*** Opening DATA TO PROCESS ***

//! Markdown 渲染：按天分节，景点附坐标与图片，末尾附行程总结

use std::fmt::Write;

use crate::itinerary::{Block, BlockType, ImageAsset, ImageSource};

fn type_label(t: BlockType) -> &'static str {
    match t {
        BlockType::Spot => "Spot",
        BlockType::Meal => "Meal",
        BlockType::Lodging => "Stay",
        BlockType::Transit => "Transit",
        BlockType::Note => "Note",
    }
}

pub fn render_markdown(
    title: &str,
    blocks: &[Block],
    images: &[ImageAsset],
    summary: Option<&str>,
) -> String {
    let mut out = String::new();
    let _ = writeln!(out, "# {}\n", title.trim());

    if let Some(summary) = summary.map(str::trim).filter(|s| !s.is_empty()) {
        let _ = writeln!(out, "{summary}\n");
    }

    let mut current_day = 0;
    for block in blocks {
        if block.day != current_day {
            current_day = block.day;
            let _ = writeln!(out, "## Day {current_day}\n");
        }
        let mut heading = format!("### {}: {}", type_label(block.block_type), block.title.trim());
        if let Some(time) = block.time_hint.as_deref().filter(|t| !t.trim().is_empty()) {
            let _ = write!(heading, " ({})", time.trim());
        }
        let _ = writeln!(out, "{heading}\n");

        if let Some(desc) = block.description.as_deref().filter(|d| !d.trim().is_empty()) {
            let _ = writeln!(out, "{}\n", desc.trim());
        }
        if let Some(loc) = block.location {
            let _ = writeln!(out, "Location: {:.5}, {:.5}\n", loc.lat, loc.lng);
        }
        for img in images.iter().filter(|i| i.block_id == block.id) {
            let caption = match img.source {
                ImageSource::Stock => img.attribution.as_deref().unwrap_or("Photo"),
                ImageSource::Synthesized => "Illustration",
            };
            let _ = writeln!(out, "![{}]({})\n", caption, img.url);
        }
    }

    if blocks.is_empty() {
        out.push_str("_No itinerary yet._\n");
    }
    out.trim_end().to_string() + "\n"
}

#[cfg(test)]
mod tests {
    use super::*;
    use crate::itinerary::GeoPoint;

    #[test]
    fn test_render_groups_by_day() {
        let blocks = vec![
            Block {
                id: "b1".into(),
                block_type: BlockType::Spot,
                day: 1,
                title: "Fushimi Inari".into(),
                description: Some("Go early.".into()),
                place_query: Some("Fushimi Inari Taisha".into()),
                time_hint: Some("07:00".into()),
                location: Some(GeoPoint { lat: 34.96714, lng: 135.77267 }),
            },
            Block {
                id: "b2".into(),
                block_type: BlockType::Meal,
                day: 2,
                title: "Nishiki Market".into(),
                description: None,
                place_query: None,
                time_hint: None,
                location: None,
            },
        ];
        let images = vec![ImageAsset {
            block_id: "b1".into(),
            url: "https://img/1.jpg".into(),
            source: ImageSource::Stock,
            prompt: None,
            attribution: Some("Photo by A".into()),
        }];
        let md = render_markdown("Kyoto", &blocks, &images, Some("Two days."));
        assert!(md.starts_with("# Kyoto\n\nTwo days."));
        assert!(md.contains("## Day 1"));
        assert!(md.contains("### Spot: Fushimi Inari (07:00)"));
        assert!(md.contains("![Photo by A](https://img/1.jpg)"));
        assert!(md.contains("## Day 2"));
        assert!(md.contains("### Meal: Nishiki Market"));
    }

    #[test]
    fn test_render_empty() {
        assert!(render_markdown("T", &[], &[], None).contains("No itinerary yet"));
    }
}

*** Closing DATA TO PROCESS ***
*** Opening DATA TO PROCESS ***

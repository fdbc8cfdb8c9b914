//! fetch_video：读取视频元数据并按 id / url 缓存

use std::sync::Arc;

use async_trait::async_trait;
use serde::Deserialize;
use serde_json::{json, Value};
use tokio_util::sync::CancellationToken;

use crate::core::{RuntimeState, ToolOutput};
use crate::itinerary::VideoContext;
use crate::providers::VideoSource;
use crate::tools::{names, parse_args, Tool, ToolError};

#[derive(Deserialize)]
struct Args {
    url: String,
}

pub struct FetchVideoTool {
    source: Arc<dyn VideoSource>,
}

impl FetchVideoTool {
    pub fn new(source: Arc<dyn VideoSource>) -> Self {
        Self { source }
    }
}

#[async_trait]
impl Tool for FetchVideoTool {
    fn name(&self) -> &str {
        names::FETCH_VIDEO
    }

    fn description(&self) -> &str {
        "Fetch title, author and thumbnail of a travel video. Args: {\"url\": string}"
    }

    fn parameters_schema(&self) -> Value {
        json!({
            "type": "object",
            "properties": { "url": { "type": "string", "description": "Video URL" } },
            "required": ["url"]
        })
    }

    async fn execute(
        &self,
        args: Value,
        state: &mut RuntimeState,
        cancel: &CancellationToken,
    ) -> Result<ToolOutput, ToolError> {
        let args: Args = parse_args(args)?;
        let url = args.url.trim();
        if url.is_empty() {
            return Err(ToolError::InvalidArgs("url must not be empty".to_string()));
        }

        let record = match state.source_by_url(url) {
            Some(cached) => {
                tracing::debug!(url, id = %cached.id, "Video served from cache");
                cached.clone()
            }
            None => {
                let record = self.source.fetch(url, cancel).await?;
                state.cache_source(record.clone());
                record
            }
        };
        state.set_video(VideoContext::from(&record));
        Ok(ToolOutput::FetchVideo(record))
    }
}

*** Closing DATA TO PROCESS ***

**PROMPT**
Wherever the line holding "pub struct FetchVideoTool" falls in the entries above, copy exactly from it through the line holding "-> Result<ToolOutput, ToolError>", inclusive, and add nothing.

**SOLUTION**
pub struct FetchVideoTool {
    source: Arc<dyn VideoSource>,
}

impl FetchVideoTool {
    pub fn new(source: Arc<dyn VideoSource>) -> Self {
        Self { source }
    }
}

#[async_trait]
impl Tool for FetchVideoTool {
    fn name(&self) -> &str {
        names::FETCH_VIDEO
    }

    fn description(&self) -> &str {
        "Fetch title, author and thumbnail of a travel video. Args: {\"url\": string}"
    }

    fn parameters_schema(&self) -> Value {
        json!({
            "type": "object",
            "properties": { "url": { "type": "string", "description": "Video URL" } },
            "required": ["url"]
        })
    }

    async fn execute(
        &self,
        args: Value,
        state: &mut RuntimeState,
        cancel: &CancellationToken,
    ) -> Result<ToolOutput, ToolError> {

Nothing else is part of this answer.